In earlier decades, Puerto Rico was helped by a fiscal system which enabled companies to repatriate all their profits to the US at a zero tax rate. This allowed the island to become the producer of 50% of the medications consumed in the US, doubling the weight of the industrial sector in its economy. But, by virtue of an agreement between San Juan and Washington, that system began to be phased out in 1997 and disappeared completely in 2006, the very year in which the long recession period began.
The positive effects looked for by laws 20 and 22, focused on the arrival of new investors and service firms to the island in the tourism sector have yet to be seen, ditto strategic projects to replace the drop in the industrial sector.
Emerging sectors such as aerospace, clusters, farming and biotechnology have not expanded enough, or provided the momentum for public and private investment, to substitute the sectors which have been lost. The economy in general has moved out of step with that of the US.

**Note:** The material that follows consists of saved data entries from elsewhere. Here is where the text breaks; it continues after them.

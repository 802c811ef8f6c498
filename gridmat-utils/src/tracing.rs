/*
 * Copyright (c) Microsoft Corporation.
 * Licensed under the MIT license.
 */

//! Subscriber setup for binaries and tests that consume `gridmat`.
//!
//! The library crates only emit `tracing` events: `warn!` when a sentinel operation falls
//! back to the null matrix, and `debug!` when a parallel fill is partitioned. Installing a
//! subscriber is left to the final application, which can use [`init_subscriber`] to get
//! the workspace defaults.

use tracing_subscriber::{
    filter::LevelFilter, fmt, prelude::*, util::TryInitError, EnvFilter, Registry,
};

/// The environment variable holding the filter directives, in `RUST_LOG` syntax.
pub const LOG_ENV: &str = "RUST_LOG";

/// Build the layered subscriber shared by [`init_subscriber`] and [`init_test_subscriber`].
///
/// Directives are read from [`LOG_ENV`]. Without any, events at `default` and above are
/// kept.
fn subscriber(
    default: LevelFilter,
    for_tests: bool,
) -> impl ::tracing::Subscriber + Send + Sync {
    let filter = EnvFilter::builder()
        .with_default_directive(default.into())
        .with_env_var(LOG_ENV)
        .from_env_lossy();

    // `with_test_writer` routes output through the test harness so it is only shown for
    // failing tests.
    let fmt_layer = fmt::layer().with_target(true);
    let fmt_layer = if for_tests {
        fmt_layer.with_test_writer().boxed()
    } else {
        fmt_layer.boxed()
    };

    Registry::default().with(filter).with(fmt_layer)
}

/// Install the global subscriber, logging to `stdout` at "info" unless [`LOG_ENV`] says
/// otherwise.
///
/// Returns an error if a global subscriber has already been installed.
pub fn init_subscriber() -> Result<(), TryInitError> {
    subscriber(LevelFilter::INFO, false).try_init()
}

/// Create a subscriber for tests.
///
/// The subscriber is only installed for the current thread and is removed when the
/// returned guard is dropped, so concurrently running tests do not conflict. Tests log at
/// "debug" by default so the parallel fill partitioning is visible.
pub fn init_test_subscriber() -> ::tracing::subscriber::DefaultGuard {
    ::tracing::subscriber::set_default(subscriber(LevelFilter::DEBUG, true))
}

After nearly a decade between recession and low growth, the population has diminished noticeably. 11 years ago the population of Puerto Rico was 3,826,878; in 2015 the latest census available put the population at 3,474,182 people, a 10% fall over the period.
The exodus of Puerto Ricans has accelerated in the last few years and the trend suggests that it will continue. Between 2010 and 2014, the average annual number of Puerto Rican migrants was 53,000, accompanied by a net exit of foreigners.

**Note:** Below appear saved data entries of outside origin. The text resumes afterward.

impl<T> MatrixBase<T>
where
    T: DenseData,
{
    /// Try to construct a `MatrixBase` over the provided base.
    ///
    /// Returns `MatrixError::InvalidConstruction` if `nrows * ncols` overflows and
    /// `MatrixError::ShapeMismatch` if the length of the base is not `nrows * ncols`.
    pub fn try_from(data: T, nrows: usize, ncols: usize) -> MatrixResult<Self> {
        let len = data.as_slice().len();
        if len != checked_len(nrows, ncols)? {
            Err(MatrixError::shape_mismatch((nrows, ncols), len))
        } else {
            Ok(Self { data, nrows, ncols })
        }
    }

    /// Construct a new `MatrixBase` over the raw data.
    ///
    /// The returned `MatrixBase` will only have a single row with contents equal to `data`.
    pub fn row_vector(data: T) -> Self {
        let ncols = data.as_slice().len();
        Self {
            data,
            nrows: 1,
            ncols,
        }
    }

    /// Return the number of columns in the matrix.
    pub fn ncols(&self) -> usize {
        self.ncols
    }

    /// Return the number of rows in the matrix.
    pub fn nrows(&self) -> usize {
        self.nrows
    }

    /// Return the underlying data as a slice.
    pub fn as_slice(&self) -> &[T::Elem] {
        self.data.as_slice()
    }

    /// Return the underlying data as a mutable slice.
    pub fn as_mut_slice(&mut self) -> &mut [T::Elem]
    where
        T: MutDenseData,
    {
        self.data.as_mut_slice()
    }

    /// Consume the matrix, returning the inner representation.
    ///
    /// This loses the information about the number of rows and columns.
    pub fn into_inner(self) -> T {
        self.data
    }

    /// Return a view over the matrix.
    pub fn as_view(&self) -> MatrixView<'_, T::Elem> {
        MatrixBase {
            data: self.as_slice(),
            nrows: self.nrows(),
            ncols: self.ncols(),
        }
    }

    /// Return a mutable view over the matrix.
    pub fn as_mut_view(&mut self) -> MutMatrixView<'_, T::Elem>
    where
        T: MutDenseData,
    {
        let nrows = self.nrows();
        let ncols = self.ncols();
        MatrixBase {
            data: self.as_mut_slice(),
            nrows,
            ncols,
        }
    }

    /// Return a pointer to the base of the matrix.
    pub fn as_ptr(&self) -> *const T::Elem {
        self.as_slice().as_ptr()
    }

    //////////////////////
    // Shape Predicates //
    //////////////////////

    /// Return whether this is the null (empty) matrix.
    pub fn is_null(&self) -> bool {
        self.as_slice().is_empty()
    }

    pub fn is_row(&self) -> bool {
        self.nrows == 1
    }

    pub fn is_col(&self) -> bool {
        self.ncols == 1
    }

    pub fn is_vector(&self) -> bool {
        self.is_row() || self.is_col()
    }

    pub fn is_square(&self) -> bool {
        self.nrows == self.ncols
    }

    ////////////
    // Access //
    ////////////

    /// Return the element at 1-based position `(i, j)`.
    ///
    /// Returns `MatrixError::OutOfBounds` naming the offending coordinate if either
    /// position falls outside its extent.
    pub fn at_ij(&self, i: usize, j: usize) -> MatrixResult<&T::Elem> {
        self.check_coordinate(i, j)?;
        // SAFETY: `check_coordinate` verified both positions.
        Ok(unsafe { self.elem_unchecked(i - 1, j - 1) })
    }

    /// Return the element at 1-based position `(i, j)` mutably. See [`MatrixBase::at_ij`].
    pub fn at_ij_mut(&mut self, i: usize, j: usize) -> MatrixResult<&mut T::Elem>
    where
        T: MutDenseData,
    {
        self.check_coordinate(i, j)?;
        // SAFETY: `check_coordinate` verified both positions.
        Ok(unsafe { self.elem_unchecked_mut(i - 1, j - 1) })
    }

    fn check_coordinate(&self, i: usize, j: usize) -> MatrixResult<()> {
        if i == 0 || i > self.nrows {
            return Err(MatrixError::out_of_bounds(i, self.nrows));
        }
        if j == 0 || j > self.ncols {
            return Err(MatrixError::out_of_bounds(j, self.ncols));
        }
        Ok(())
    }

    /// Returns a reference to an element without boundschecking.
    ///
    /// # Safety
    ///
    /// The following conditions must hold to avoid undefined behavior:
    /// * `row < self.nrows()`.
    /// * `col < self.ncols()`.
    pub unsafe fn elem_unchecked(&self, row: usize, col: usize) -> &T::Elem {
        debug_assert!(row < self.nrows);
        debug_assert!(col < self.ncols);
        // SAFETY: Forwarded to the caller.
        unsafe { self.as_slice().get_unchecked(row * self.ncols + col) }
    }

    /// Returns a mutable reference to an element without boundschecking.
    ///
    /// # Safety
    ///
    /// The following conditions must hold to avoid undefined behavior:
    /// * `row < self.nrows()`.
    /// * `col < self.ncols()`.
    pub unsafe fn elem_unchecked_mut(&mut self, row: usize, col: usize) -> &mut T::Elem
    where
        T: MutDenseData,
    {
        let ncols = self.ncols;
        debug_assert!(row < self.nrows);
        debug_assert!(col < self.ncols);
        // SAFETY: Forwarded to the caller.
        unsafe { self.as_mut_slice().get_unchecked_mut(row * ncols + col) }
    }

    /// Return row `row` (0-based) as a slice.
    ///
    /// # Panics
    ///
    /// Panics if `row >= self.nrows()`.
    pub fn row(&self, row: usize) -> &[T::Elem] {
        assert!(
            row < self.nrows(),
            "tried to access row {row} of a matrix with {} rows",
            self.nrows()
        );
        let start = row * self.ncols;
        &self.as_slice()[start..start + self.ncols]
    }

    /// Return row `row` (0-based) as a mutable slice.
    ///
    /// # Panics
    ///
    /// Panics if `row >= self.nrows()`.
    pub fn row_mut(&mut self, row: usize) -> &mut [T::Elem]
    where
        T: MutDenseData,
    {
        assert!(
            row < self.nrows(),
            "tried to access row {row} of a matrix with {} rows",
            self.nrows()
        );
        let ncols = self.ncols;
        let start = row * ncols;
        &mut self.as_mut_slice()[start..start + ncols]
    }

    /// Return a iterator over all rows in the matrix.
    ///
    /// Rows are yielded sequentially beginning with row 0.
    pub fn row_iter(&self) -> impl ExactSizeIterator<Item = &[T::Elem]> {
        self.as_slice().chunks_exact(self.ncols.max(1))
    }

    /// Return a parallel iterator over the rows of the matrix.
    #[cfg(feature = "rayon")]
    pub fn par_row_iter(&self) -> impl IndexedParallelIterator<Item = &[T::Elem]>
    where
        T::Elem: Sync,
    {
        self.as_slice().par_chunks_exact(self.ncols.max(1))
    }

    /// Return a copy of row `i` (1-based) as a row vector.
    pub fn get_row(&self, i: usize) -> MatrixResult<Matrix<T::Elem>>
    where
        T::Elem: Clone,
    {
        Ok(self.row_view(i)?.to_matrix())
    }

    /// Return a copy of column `j` (1-based) as a column vector.
    pub fn get_col(&self, j: usize) -> MatrixResult<Matrix<T::Elem>>
    where
        T::Elem: Clone,
    {
        Ok(self.col_view(j)?.to_matrix())
    }

    /// Overwrite row `i` (1-based) with the elements of `values`.
    ///
    /// Returns `MatrixError::ShapeMismatch` if `values.size() != self.ncols()`.
    pub fn set_row<G>(&mut self, i: usize, values: &G) -> MatrixResult<()>
    where
        T: MutDenseData,
        T::Elem: Clone,
        G: Grid1D<Elem = T::Elem> + ?Sized,
    {
        self.row_view_mut(i)?.assign(values)?;
        Ok(())
    }

    /// Overwrite column `j` (1-based) with the elements of `values`.
    ///
    /// Returns `MatrixError::ShapeMismatch` if `values.size() != self.nrows()`.
    pub fn set_col<G>(&mut self, j: usize, values: &G) -> MatrixResult<()>
    where
        T: MutDenseData,
        T::Elem: Clone,
        G: Grid1D<Elem = T::Elem> + ?Sized,
    {
        self.col_view_mut(j)?.assign(values)?;
        Ok(())
    }

    /// Copy `src` into `self` so that its top-left element lands at 1-based `(i, j)`.
    ///
    /// Returns an error if `src` does not fit entirely inside `self`. Nothing is written
    /// in that case.
    pub fn copy_into<U>(&mut self, i: usize, j: usize, src: &MatrixBase<U>) -> MatrixResult<()>
    where
        T: MutDenseData,
        T::Elem: Clone,
        U: DenseData<Elem = T::Elem>,
    {
        if src.is_null() {
            return Ok(());
        }
        // The last row and column of the destination block, 1-based.
        let ie = i
            .checked_add(src.nrows() - 1)
            .ok_or_else(|| MatrixError::out_of_bounds(i, self.nrows()))?;
        let je = j
            .checked_add(src.ncols() - 1)
            .ok_or_else(|| MatrixError::out_of_bounds(j, self.ncols()))?;
        self.submat_view_mut(i, ie, j, je)?.assign(src)?;
        Ok(())
    }

    /////////////////////////////
    // Copies and Combinations //
    /////////////////////////////

    /// Return a copy of the closed 1-based region `[ib, ie] x [jb, je]`.
    pub fn try_submatrix(
        &self,
        ib: usize,
        ie: usize,
        jb: usize,
        je: usize,
    ) -> MatrixResult<Matrix<T::Elem>>
    where
        T::Elem: Clone,
    {
        Ok(self.submat_view(ib, ie, jb, je)?.to_matrix())
    }

    /// Like [`MatrixBase::try_submatrix`], returning the null matrix if the region is
    /// inverted or out of bounds.
    pub fn submatrix(&self, ib: usize, ie: usize, jb: usize, je: usize) -> Matrix<T::Elem>
    where
        T::Elem: Clone,
    {
        or_null(self.try_submatrix(ib, ie, jb, je), "submatrix")
    }

    /// Stack `other` below `self`.
    ///
    /// Returns `MatrixError::ShapeMismatch` unless both operands have the same number of
    /// columns.
    pub fn try_concat_rows<U>(&self, other: &MatrixBase<U>) -> MatrixResult<Matrix<T::Elem>>
    where
        T::Elem: Clone,
        U: DenseData<Elem = T::Elem>,
    {
        if self.ncols != other.ncols {
            return Err(MatrixError::shape_mismatch(
                (other.nrows, self.ncols),
                (other.nrows, other.ncols),
            ));
        }
        let data = self
            .as_slice()
            .iter()
            .chain(other.as_slice())
            .cloned()
            .collect();
        let nrows = self
            .nrows
            .checked_add(other.nrows)
            .ok_or_else(|| MatrixError::invalid("matrix shape overflows usize"))?;
        Ok(Matrix::from_boxed(data, nrows, self.ncols))
    }

    /// Like [`MatrixBase::try_concat_rows`], returning the null matrix on a mismatch.
    pub fn concat_rows<U>(&self, other: &MatrixBase<U>) -> Matrix<T::Elem>
    where
        T::Elem: Clone,
        U: DenseData<Elem = T::Elem>,
    {
        or_null(self.try_concat_rows(other), "concat_rows")
    }

    /// Place `other` to the right of `self`.
    ///
    /// Returns `MatrixError::ShapeMismatch` unless both operands have the same number of
    /// rows.
    pub fn try_concat_cols<U>(&self, other: &MatrixBase<U>) -> MatrixResult<Matrix<T::Elem>>
    where
        T::Elem: Clone,
        U: DenseData<Elem = T::Elem>,
    {
        if self.nrows != other.nrows {
            return Err(MatrixError::shape_mismatch(
                (self.nrows, other.ncols),
                (other.nrows, other.ncols),
            ));
        }
        let ncols = self
            .ncols
            .checked_add(other.ncols)
            .ok_or_else(|| MatrixError::invalid("matrix shape overflows usize"))?;
        // Rows are walked by position so that a side with no columns still pairs up.
        let data = (0..self.nrows)
            .flat_map(|i| self.row(i).iter().chain(other.row(i)))
            .cloned()
            .collect();
        Ok(Matrix::from_boxed(data, self.nrows, ncols))
    }

    /// Like [`MatrixBase::try_concat_cols`], returning the null matrix on a mismatch.
    pub fn concat_cols<U>(&self, other: &MatrixBase<U>) -> Matrix<T::Elem>
    where
        T::Elem: Clone,
        U: DenseData<Elem = T::Elem>,
    {
        or_null(self.try_concat_cols(other), "concat_cols")
    }

    /// Return the matrix with 1-based row `i` and column `j` removed.
    ///
    /// The result is assembled from the (up to four) blocks surrounding the removed row and
    /// column. When the removed row or column lies on the border, the empty blocks are
    /// skipped rather than concatenated.
    ///
    /// Requires at least two rows and two columns.
    pub fn minor(&self, i: usize, j: usize) -> MatrixResult<Matrix<T::Elem>>
    where
        T::Elem: Clone,
    {
        let (m, n) = (self.nrows, self.ncols);
        if m < 2 || n < 2 {
            return Err(MatrixError::invalid(
                "a minor needs at least two rows and two columns",
            ));
        }
        self.check_coordinate(i, j)?;

        let (left, right) = (j == 1, j == n);
        // The blocks above (`rows = (1, i - 1)`) or below (`rows = (i + 1, m)`) the
        // removed row, minus the removed column.
        let band = |(rb, re): (usize, usize)| -> MatrixResult<Matrix<T::Elem>> {
            if left {
                self.try_submatrix(rb, re, j + 1, n)
            } else if right {
                self.try_submatrix(rb, re, 1, j - 1)
            } else {
                self.try_submatrix(rb, re, 1, j - 1)?
                    .try_concat_cols(&self.try_submatrix(rb, re, j + 1, n)?)
            }
        };

        if i == 1 {
            band((i + 1, m))
        } else if i == m {
            band((1, i - 1))
        } else {
            band((1, i - 1))?.try_concat_rows(&band((i + 1, m))?)
        }
    }

    /// Return a transposed copy.
    pub fn transpose(&self) -> Matrix<T::Elem>
    where
        T::Elem: Clone,
    {
        let data = (0..self.ncols)
            .flat_map(|j| (0..self.nrows).map(move |i| self[(i, j)].clone()))
            .collect();
        Matrix::from_boxed(data, self.ncols, self.nrows)
    }

    fn check_square(&self) -> MatrixResult<()> {
        if self.is_null() {
            Err(MatrixError::Empty)
        } else if !self.is_square() {
            Err(MatrixError::invalid("operation requires a square matrix"))
        } else {
            Ok(())
        }
    }

    /// Return the sum of the diagonal.
    pub fn trace(&self) -> MatrixResult<T::Elem>
    where
        T::Elem: Scalar,
    {
        self.check_square()?;
        Ok((0..self.nrows).fold(T::Elem::zero(), |acc, i| acc + self[(i, i)]))
    }

    /// Return the determinant by cofactor expansion along the first row.
    ///
    /// The cost is factorial in the dimension; this is meant for small matrices.
    pub fn det(&self) -> MatrixResult<T::Elem>
    where
        T::Elem: Scalar,
    {
        self.check_square()?;
        let s = self.as_slice();
        match self.nrows {
            1 => Ok(s[0]),
            2 => Ok(s[0] * s[3] - s[1] * s[2]),
            n => {
                let mut det = T::Elem::zero();
                for j in 0..n {
                    let term = s[j] * self.minor(1, j + 1)?.det()?;
                    det = if j % 2 == 0 { det + term } else { det - term };
                }
                Ok(det)
            }
        }
    }
}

The migrations have mainly been by young people, contributing to the aging of the population and a higher proportion of people depending on government subsidies. Federal subsidies currently represent about 17% of GDP.
This change in the population has in turn meant that less taxable income is being generated because of the fall in the number of taxpayers which, taken with the lowered economic activity and the fall in employment have produced a real gap between the government’s revenue and expenditure in 2015 of USD 8.5 billion, i.e. about 8% of GDP.
Meanwhile, debt servicing absorbs 16% of the consolidated budget, nearly double that assigned to education and healthcare, revealing a trend of fiscal non-sustainability and the unlikelihood of being able to conduct an expansive fiscal policy to underpin economic activity.
Puerto Rico also suffers from 14% unemployment and has an active population of only 40.1 %. Puerto Rico’s total employment fell by 1.5% last year, while the rate of participation in the labor force shrank by 0.3 points.
20% of all employment is self-employed, with the informal economy making up 25% of GDP, suggesting that a significant proportion of the population works in this sector. All these factors indicate that major difficulties await Puerto Rico in the next few years and with them, increasing vulnerability on the part of its population.